# RECORDS FOR THIS EXERCISE
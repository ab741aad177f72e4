//! Lateral classification for pronation/supination.

use gonio_model::movement::{Category, Side};

/// Classify a hand pose from `dx = fingertip.x - reference.x` (pixels).
///
/// `|dx| < threshold` is neutral. Otherwise, on the right side a positive
/// `dx` is pronation; the left side mirrors the sign test. `Both` carries
/// no lateral sign and classifies everything as neutral.
pub fn classify_dx(dx: f64, side: Side, threshold_px: f64) -> Category {
    if dx.abs() < threshold_px {
        return Category::Neutral;
    }
    let pronation = match side {
        Side::Right => dx > 0.0,
        Side::Left => dx < 0.0,
        Side::Both => return Category::Neutral,
    };
    if pronation {
        Category::Pronation
    } else {
        Category::Supination
    }
}
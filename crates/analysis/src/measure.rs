//! Per-frame measurement.

use gonio_model::landmark::LandmarkFrame;
use gonio_model::movement::Category;
use gonio_model::point::FrameSize;
use serde::Serialize;

use crate::geometry::angle;
use crate::strategy::{MovementStrategy, SelectedPoints, Selection};

/// One measured angle with its geometry.
#[derive(Debug, Clone, Copy, PartialEq)]
pub struct AngleSample {
    /// Degrees in `[0, 180]`.
    pub angle: f64,
    /// Lateral category for dual-state movements.
    pub category: Option<Category>,
    pub points: SelectedPoints,
}

/// What happened to one frame.
#[derive(Debug, Clone, PartialEq)]
pub enum FrameOutcome {
    /// The provider found nothing for this movement's detection mode.
    NoDetection,
    /// Detected, but a required landmark or matching hand is missing.
    MissingLandmarks,
    /// The measured points coincide; the frame is skipped.
    Degenerate { reason: String },
    Measured(AngleSample),
}

impl FrameOutcome {
    pub fn sample(&self) -> Option<&AngleSample> {
        match self {
            Self::Measured(sample) => Some(sample),
            _ => None,
        }
    }

    /// Short label used in traces and logs.
    pub fn label(&self) -> OutcomeLabel {
        match self {
            Self::NoDetection => OutcomeLabel::NoDetection,
            Self::MissingLandmarks => OutcomeLabel::MissingLandmarks,
            Self::Degenerate { .. } => OutcomeLabel::Degenerate,
            Self::Measured(_) => OutcomeLabel::Measured,
        }
    }
}

#[derive(Debug, Clone, Copy, PartialEq, Eq, Serialize)]
#[serde(rename_all = "snake_case")]
pub enum OutcomeLabel {
    NoDetection,
    MissingLandmarks,
    Degenerate,
    Measured,
}

/// Measure one frame. A missing landmark frame counts as no detection.
///
/// Degenerate geometry is frame-local: it is reported as an outcome, never
/// propagated as an error.
pub fn measure_frame(
    strategy: &dyn MovementStrategy,
    frame: Option<&LandmarkFrame>,
    size: FrameSize,
) -> FrameOutcome {
    let Some(frame) = frame else {
        return FrameOutcome::NoDetection;
    };

    let points = match strategy.select_points(frame, size) {
        Selection::Points(points) => points,
        Selection::NoDetection => return FrameOutcome::NoDetection,
        Selection::MissingLandmarks => return FrameOutcome::MissingLandmarks,
    };

    match angle(strategy.formula(), points.reference, points.vertex, points.moving) {
        Ok(value) => FrameOutcome::Measured(AngleSample {
            angle: value,
            category: strategy.classify(&points),
            points,
        }),
        Err(err) => {
            tracing::debug!(frame = frame.frame, error = %err, "Skipping degenerate frame");
            FrameOutcome::Degenerate {
                reason: err.to_string(),
            }
        }
    }
}
//! Check system capabilities.

use std::path::Path;

use gonio_common::config::{config_file_path, AppConfig};
use gonio_video::command_exists;
use gonio_video::overlay::SYSTEM_FONTS;

pub fn run(app: &AppConfig, config: Option<&Path>) -> anyhow::Result<()> {
    println!("Gonio System Check");
    println!("{}", "=".repeat(50));

    let mut ready = true;
    for binary in [&app.video.ffmpeg, &app.video.ffprobe] {
        if command_exists(binary) {
            println!("[OK] {binary} found");
        } else {
            println!("[WARN] {binary} not found on PATH");
            ready = false;
        }
    }

    let config_path = config
        .map(Path::to_path_buf)
        .unwrap_or_else(config_file_path);
    if config_path.exists() {
        println!("[OK] Config: {}", config_path.display());
    } else {
        println!("[OK] Config: defaults ({} not present)", config_path.display());
    }
    println!("     Output directory: {}", app.output_dir.display());
    println!(
        "     Codec: {} (crf {}), fallback fps {}",
        app.video.codec, app.video.crf, app.video.fallback_fps
    );

    match &app.annotation.font_path {
        Some(font) if font.exists() => println!("[OK] Caption font: {}", font.display()),
        Some(font) => {
            println!("[WARN] Caption font missing: {}", font.display());
            ready = false;
        }
        None => match SYSTEM_FONTS.iter().map(Path::new).find(|p| p.is_file()) {
            Some(font) => println!("[OK] Caption font: {} (system)", font.display()),
            None => println!("[WARN] No caption font found; angle text will not be drawn"),
        },
    }

    println!();
    if ready {
        println!("All required tools are available. Gonio is ready.");
    } else {
        println!("Some requirements are missing. See above for fixes.");
    }

    Ok(())
}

# YOUR INSTRUCTIONS
Counting only the lines that include "FrameOutcome", state how many there are in the entries, and nothing else.

# SOLUTION
8